- **Aim of the task**: Report back every line of the entries that contains "spec", exactly as written.

- **Entries shown**:
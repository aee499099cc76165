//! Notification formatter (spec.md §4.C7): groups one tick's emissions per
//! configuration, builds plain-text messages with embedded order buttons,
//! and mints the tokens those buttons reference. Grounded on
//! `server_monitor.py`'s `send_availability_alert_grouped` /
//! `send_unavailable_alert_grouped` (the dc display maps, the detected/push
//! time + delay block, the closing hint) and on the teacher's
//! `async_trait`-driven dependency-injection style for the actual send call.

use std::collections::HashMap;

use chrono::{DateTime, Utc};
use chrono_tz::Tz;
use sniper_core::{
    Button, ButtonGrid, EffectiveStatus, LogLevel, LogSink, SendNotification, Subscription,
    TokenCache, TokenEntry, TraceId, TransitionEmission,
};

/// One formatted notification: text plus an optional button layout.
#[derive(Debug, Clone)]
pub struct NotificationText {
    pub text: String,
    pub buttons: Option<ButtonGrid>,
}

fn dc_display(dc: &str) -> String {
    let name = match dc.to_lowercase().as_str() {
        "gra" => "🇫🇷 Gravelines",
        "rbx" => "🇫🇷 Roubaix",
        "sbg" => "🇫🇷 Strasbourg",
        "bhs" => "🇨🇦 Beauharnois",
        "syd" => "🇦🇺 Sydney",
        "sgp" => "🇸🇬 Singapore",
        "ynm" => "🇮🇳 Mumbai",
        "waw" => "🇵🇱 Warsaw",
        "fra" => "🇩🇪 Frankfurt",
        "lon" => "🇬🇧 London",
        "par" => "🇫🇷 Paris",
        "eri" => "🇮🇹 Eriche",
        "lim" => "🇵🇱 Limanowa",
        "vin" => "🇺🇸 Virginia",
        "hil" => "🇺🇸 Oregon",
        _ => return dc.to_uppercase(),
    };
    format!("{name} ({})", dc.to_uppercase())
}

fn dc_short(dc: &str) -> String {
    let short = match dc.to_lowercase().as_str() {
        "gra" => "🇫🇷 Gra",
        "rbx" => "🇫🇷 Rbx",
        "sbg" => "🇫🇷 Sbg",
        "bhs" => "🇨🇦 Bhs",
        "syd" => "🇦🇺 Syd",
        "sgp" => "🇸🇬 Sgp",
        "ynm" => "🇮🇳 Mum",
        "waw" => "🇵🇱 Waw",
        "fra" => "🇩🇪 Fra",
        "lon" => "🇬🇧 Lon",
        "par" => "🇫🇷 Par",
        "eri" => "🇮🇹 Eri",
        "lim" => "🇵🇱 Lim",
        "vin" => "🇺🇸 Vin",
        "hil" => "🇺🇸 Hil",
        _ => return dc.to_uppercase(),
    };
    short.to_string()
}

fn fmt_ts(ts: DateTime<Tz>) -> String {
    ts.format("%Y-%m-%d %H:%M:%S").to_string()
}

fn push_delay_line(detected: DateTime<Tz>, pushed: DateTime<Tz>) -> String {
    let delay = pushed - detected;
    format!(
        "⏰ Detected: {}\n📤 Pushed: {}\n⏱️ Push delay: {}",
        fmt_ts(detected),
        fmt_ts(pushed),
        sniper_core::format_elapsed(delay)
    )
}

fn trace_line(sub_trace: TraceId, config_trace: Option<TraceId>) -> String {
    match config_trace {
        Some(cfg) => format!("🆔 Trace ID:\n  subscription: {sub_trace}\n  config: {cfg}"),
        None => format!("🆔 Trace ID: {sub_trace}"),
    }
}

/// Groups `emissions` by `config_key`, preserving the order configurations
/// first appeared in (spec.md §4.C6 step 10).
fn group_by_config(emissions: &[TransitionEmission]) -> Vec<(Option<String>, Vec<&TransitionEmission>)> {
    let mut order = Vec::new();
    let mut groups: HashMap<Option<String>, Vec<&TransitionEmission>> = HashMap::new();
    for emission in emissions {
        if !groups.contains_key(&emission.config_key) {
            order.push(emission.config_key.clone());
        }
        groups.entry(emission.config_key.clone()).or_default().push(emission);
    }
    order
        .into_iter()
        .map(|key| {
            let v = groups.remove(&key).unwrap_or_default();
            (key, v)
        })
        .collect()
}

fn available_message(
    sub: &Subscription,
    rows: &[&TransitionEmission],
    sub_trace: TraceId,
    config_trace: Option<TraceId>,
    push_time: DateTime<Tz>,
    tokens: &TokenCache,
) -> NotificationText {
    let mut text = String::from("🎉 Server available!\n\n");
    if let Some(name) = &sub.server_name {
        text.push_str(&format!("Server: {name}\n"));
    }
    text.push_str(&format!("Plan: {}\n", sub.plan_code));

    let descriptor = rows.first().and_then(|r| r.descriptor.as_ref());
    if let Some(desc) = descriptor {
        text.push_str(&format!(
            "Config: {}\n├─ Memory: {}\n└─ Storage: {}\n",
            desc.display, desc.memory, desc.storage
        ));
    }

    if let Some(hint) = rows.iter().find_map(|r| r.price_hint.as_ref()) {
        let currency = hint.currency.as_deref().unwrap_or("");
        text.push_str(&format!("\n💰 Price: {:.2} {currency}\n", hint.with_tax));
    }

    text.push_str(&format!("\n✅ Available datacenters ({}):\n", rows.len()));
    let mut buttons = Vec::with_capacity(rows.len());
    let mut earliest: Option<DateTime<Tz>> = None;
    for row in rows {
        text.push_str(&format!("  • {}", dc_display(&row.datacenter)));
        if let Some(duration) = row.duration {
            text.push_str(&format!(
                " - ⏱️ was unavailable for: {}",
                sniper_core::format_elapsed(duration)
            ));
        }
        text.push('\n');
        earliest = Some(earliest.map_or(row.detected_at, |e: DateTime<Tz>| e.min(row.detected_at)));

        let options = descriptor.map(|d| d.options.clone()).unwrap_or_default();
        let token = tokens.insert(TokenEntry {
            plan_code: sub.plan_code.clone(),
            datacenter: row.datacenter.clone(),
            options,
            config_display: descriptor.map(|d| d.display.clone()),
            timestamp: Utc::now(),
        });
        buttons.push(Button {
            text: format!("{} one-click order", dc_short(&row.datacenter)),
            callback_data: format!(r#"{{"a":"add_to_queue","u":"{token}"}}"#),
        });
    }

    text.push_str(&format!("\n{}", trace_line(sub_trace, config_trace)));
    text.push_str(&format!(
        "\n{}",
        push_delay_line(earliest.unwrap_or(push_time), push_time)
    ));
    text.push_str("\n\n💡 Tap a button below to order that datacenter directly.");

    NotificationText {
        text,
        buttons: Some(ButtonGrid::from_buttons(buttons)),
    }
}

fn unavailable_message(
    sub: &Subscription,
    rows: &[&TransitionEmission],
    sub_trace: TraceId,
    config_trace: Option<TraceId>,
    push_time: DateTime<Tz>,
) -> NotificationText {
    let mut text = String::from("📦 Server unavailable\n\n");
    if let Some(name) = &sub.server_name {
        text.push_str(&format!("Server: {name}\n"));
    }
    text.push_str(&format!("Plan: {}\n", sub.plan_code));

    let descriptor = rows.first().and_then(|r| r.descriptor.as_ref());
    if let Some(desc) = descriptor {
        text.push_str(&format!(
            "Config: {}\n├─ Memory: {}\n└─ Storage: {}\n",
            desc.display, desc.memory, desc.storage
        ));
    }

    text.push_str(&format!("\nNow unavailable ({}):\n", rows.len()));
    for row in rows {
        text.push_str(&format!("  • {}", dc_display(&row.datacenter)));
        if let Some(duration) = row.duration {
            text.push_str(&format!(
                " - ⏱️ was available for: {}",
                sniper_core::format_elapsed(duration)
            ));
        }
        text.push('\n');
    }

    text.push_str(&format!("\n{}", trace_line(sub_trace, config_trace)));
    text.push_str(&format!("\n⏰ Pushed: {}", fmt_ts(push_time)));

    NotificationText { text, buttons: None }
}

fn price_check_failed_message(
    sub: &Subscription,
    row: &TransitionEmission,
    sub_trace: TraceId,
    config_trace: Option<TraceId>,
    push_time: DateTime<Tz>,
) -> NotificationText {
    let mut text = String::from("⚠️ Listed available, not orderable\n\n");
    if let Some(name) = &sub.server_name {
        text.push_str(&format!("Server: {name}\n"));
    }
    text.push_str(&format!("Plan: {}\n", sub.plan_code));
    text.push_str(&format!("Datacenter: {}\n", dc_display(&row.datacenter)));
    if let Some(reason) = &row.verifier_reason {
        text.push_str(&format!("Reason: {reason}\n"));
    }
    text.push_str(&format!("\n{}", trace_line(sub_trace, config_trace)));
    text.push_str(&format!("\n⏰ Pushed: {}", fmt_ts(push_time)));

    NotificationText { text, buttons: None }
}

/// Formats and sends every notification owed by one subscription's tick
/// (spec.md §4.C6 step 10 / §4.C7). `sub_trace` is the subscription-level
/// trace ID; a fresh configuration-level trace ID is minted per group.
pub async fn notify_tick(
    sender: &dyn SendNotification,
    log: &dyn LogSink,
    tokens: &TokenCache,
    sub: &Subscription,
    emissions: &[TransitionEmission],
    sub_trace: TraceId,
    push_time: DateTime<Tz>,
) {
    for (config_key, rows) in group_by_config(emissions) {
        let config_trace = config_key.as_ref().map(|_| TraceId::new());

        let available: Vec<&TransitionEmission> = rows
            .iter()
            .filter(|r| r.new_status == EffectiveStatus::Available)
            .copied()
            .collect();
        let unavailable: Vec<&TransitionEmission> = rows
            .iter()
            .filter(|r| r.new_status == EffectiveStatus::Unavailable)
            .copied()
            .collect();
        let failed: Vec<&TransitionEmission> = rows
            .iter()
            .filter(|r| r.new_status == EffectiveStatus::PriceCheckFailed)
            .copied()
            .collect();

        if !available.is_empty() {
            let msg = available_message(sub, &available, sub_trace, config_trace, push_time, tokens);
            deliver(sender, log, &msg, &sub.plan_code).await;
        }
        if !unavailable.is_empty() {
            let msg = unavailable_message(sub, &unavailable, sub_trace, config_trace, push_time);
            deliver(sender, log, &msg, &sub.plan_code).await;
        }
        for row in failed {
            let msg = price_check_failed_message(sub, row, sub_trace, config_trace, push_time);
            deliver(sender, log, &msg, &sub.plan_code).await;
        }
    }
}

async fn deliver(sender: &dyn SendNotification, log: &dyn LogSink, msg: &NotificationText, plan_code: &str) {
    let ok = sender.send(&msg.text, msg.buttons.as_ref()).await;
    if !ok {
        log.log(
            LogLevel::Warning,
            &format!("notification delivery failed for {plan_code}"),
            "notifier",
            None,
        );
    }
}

- **Reply to the exercise**:
//! Notification formatter (spec.md §4.C7): groups one tick's emissions per
/// first appeared in (spec.md §4.C6 step 10).
/// (spec.md §4.C6 step 10 / §4.C7). `sub_trace` is the subscription-level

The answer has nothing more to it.